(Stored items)
************
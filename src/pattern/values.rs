//! Route value containers shared by the factory, matcher and transformer.

use serde::ser::{Serialize, SerializeMap, Serializer};
use smallvec::SmallVec;
use std::fmt;
use std::sync::Arc;

/// Maximum number of entries stored inline before a [`NameMap`] spills to the heap.
///
/// Most templates carry a handful of parameters and defaults
/// (e.g. `{area}/{controller=Home}/{action=Index}/{id?}`).
pub const MAX_INLINE_ENTRIES: usize = 8;

/// Small ordered map keyed by route value names, compared case-insensitively.
///
/// Entries keep insertion order so rendered output is deterministic.
/// Inserting an existing key (in any casing) replaces the value in place and
/// keeps the original key spelling.
#[derive(Clone, PartialEq)]
pub struct NameMap<V> {
    entries: SmallVec<[(Arc<str>, V); MAX_INLINE_ENTRIES]>,
}

/// Values produced by a successful match. `None` is a null value, which only a
/// catch-all without a default can produce.
pub type RouteValues = NameMap<Option<String>>;

/// Required route values supplied to a pattern or to substitution.
pub type RequiredValues = NameMap<RequiredValue>;

impl<V> NameMap<V> {
    #[must_use]
    pub fn new() -> Self {
        Self {
            entries: SmallVec::new(),
        }
    }

    #[inline]
    #[must_use]
    pub fn len(&self) -> usize {
        self.entries.len()
    }

    #[inline]
    #[must_use]
    pub fn is_empty(&self) -> bool {
        self.entries.is_empty()
    }

    fn position(&self, key: &str) -> Option<usize> {
        self.entries
            .iter()
            .position(|(k, _)| eq_ignore_case(k, key))
    }

    #[must_use]
    pub fn get(&self, key: &str) -> Option<&V> {
        self.position(key).map(|i| &self.entries[i].1)
    }

    #[must_use]
    pub fn get_mut(&mut self, key: &str) -> Option<&mut V> {
        self.position(key).map(move |i| &mut self.entries[i].1)
    }

    #[must_use]
    pub fn contains_key(&self, key: &str) -> bool {
        self.position(key).is_some()
    }

    /// Insert or replace, returning the previous value for the key.
    pub fn insert(&mut self, key: impl Into<Arc<str>>, value: V) -> Option<V> {
        let key = key.into();
        match self.position(&key) {
            Some(i) => Some(std::mem::replace(&mut self.entries[i].1, value)),
            None => {
                self.entries.push((key, value));
                None
            }
        }
    }

    /// Insert only when the key is absent. Returns `true` if the value was added.
    pub fn try_insert(&mut self, key: impl Into<Arc<str>>, value: V) -> bool {
        let key = key.into();
        if self.contains_key(&key) {
            return false;
        }
        self.entries.push((key, value));
        true
    }

    pub fn remove(&mut self, key: &str) -> Option<V> {
        self.position(key).map(|i| self.entries.remove(i).1)
    }

    pub fn iter(&self) -> impl Iterator<Item = (&str, &V)> {
        self.entries.iter().map(|(k, v)| (k.as_ref(), v))
    }

    pub fn keys(&self) -> impl Iterator<Item = &str> {
        self.entries.iter().map(|(k, _)| k.as_ref())
    }
}

impl<V> Default for NameMap<V> {
    fn default() -> Self {
        Self::new()
    }
}

impl<V: fmt::Debug> fmt::Debug for NameMap<V> {
    fn fmt(&self, f: &mut fmt::Formatter<'_>) -> fmt::Result {
        f.debug_map().entries(self.iter()).finish()
    }
}

impl<K: Into<Arc<str>>, V> FromIterator<(K, V)> for NameMap<V> {
    fn from_iter<I: IntoIterator<Item = (K, V)>>(iter: I) -> Self {
        let mut map = NameMap::new();
        for (k, v) in iter {
            map.insert(k, v);
        }
        map
    }
}

impl<K: Into<Arc<str>>, V> Extend<(K, V)> for NameMap<V> {
    fn extend<I: IntoIterator<Item = (K, V)>>(&mut self, iter: I) {
        for (k, v) in iter {
            self.insert(k, v);
        }
    }
}

impl<V: Serialize> Serialize for NameMap<V> {
    fn serialize<S: Serializer>(&self, serializer: S) -> Result<S::Ok, S::Error> {
        let mut map = serializer.serialize_map(Some(self.len()))?;
        for (k, v) in self.iter() {
            map.serialize_entry(k, v)?;
        }
        map.end()
    }
}

impl RouteValues {
    /// Value text for `key`, flattening a stored null to `None`.
    #[must_use]
    pub fn value(&self, key: &str) -> Option<&str> {
        self.get(key).and_then(|v| v.as_deref())
    }
}

/// A value a derived pattern commits to for one route value name.
#[derive(Debug, Clone, PartialEq, Eq)]
pub enum RequiredValue {
    /// A concrete value such as `"Admin"`. An empty string is null-ish.
    Value(String),
    /// Matches any non-empty value; only meaningful for parameter names.
    Any,
    /// Explicit absence.
    Null,
}

impl RequiredValue {
    /// Text used for `Any` in route files and JSON output.
    pub const ANY_TEXT: &'static str = "*any*";

    #[must_use]
    pub fn value(text: impl Into<String>) -> Self {
        RequiredValue::Value(text.into())
    }

    /// `Null` and the empty string both mean "no value".
    #[must_use]
    pub fn is_nullish(&self) -> bool {
        match self {
            RequiredValue::Null => true,
            RequiredValue::Value(v) => v.is_empty(),
            RequiredValue::Any => false,
        }
    }

    #[must_use]
    pub fn is_any(&self) -> bool {
        matches!(self, RequiredValue::Any)
    }

    /// Concrete text, if any.
    #[must_use]
    pub fn as_str(&self) -> Option<&str> {
        match self {
            RequiredValue::Value(v) => Some(v),
            _ => None,
        }
    }

    /// Route-value equality against an optional default.
    #[must_use]
    pub fn equals_value(&self, other: Option<&str>) -> bool {
        match self {
            RequiredValue::Any => false,
            RequiredValue::Null => values_equal(None, other),
            RequiredValue::Value(v) => values_equal(Some(v), other),
        }
    }
}

impl fmt::Display for RequiredValue {
    fn fmt(&self, f: &mut fmt::Formatter<'_>) -> fmt::Result {
        match self {
            RequiredValue::Value(v) => f.write_str(v),
            RequiredValue::Any => f.write_str(Self::ANY_TEXT),
            RequiredValue::Null => f.write_str("null"),
        }
    }
}

impl Serialize for RequiredValue {
    fn serialize<S: Serializer>(&self, serializer: S) -> Result<S::Ok, S::Error> {
        match self {
            RequiredValue::Value(v) => serializer.serialize_str(v),
            RequiredValue::Any => serializer.serialize_str(Self::ANY_TEXT),
            RequiredValue::Null => serializer.serialize_none(),
        }
    }
}

impl From<&str> for RequiredValue {
    fn from(value: &str) -> Self {
        RequiredValue::Value(value.to_string())
    }
}

impl From<String> for RequiredValue {
    fn from(value: String) -> Self {
        RequiredValue::Value(value)
    }
}

/// Route-value equality: null-ish values are equal to each other, text
/// compares ignoring case.
#[must_use]
pub fn values_equal(a: Option<&str>, b: Option<&str>) -> bool {
    let a = a.unwrap_or("");
    let b = b.unwrap_or("");
    eq_ignore_case(a, b)
}

/// Case-insensitive comparison used for names, literals and values.
#[must_use]
pub fn eq_ignore_case(a: &str, b: &str) -> bool {
    if a.is_ascii() && b.is_ascii() {
        return a.eq_ignore_ascii_case(b);
    }
    a.chars()
        .flat_map(char::to_lowercase)
        .eq(b.chars().flat_map(char::to_lowercase))
}

#[inline]
pub(crate) fn chars_eq_ignore_case(a: char, b: char) -> bool {
    a == b || a.to_lowercase().eq(b.to_lowercase())
}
************
* Exercise details: The line with "if a.is_ascii() &&" marks where to start. Transcribe from there through the final line of the records, exactly and with nothing added.

* Answer:
    if a.is_ascii() && b.is_ascii() {
        return a.eq_ignore_ascii_case(b);
    }
    a.chars()
        .flat_map(char::to_lowercase)
        .eq(b.chars().flat_map(char::to_lowercase))
}

#[inline]
pub(crate) fn chars_eq_ignore_case(a: char, b: char) -> bool {
    a == b || a.to_lowercase().eq(b.to_lowercase())
}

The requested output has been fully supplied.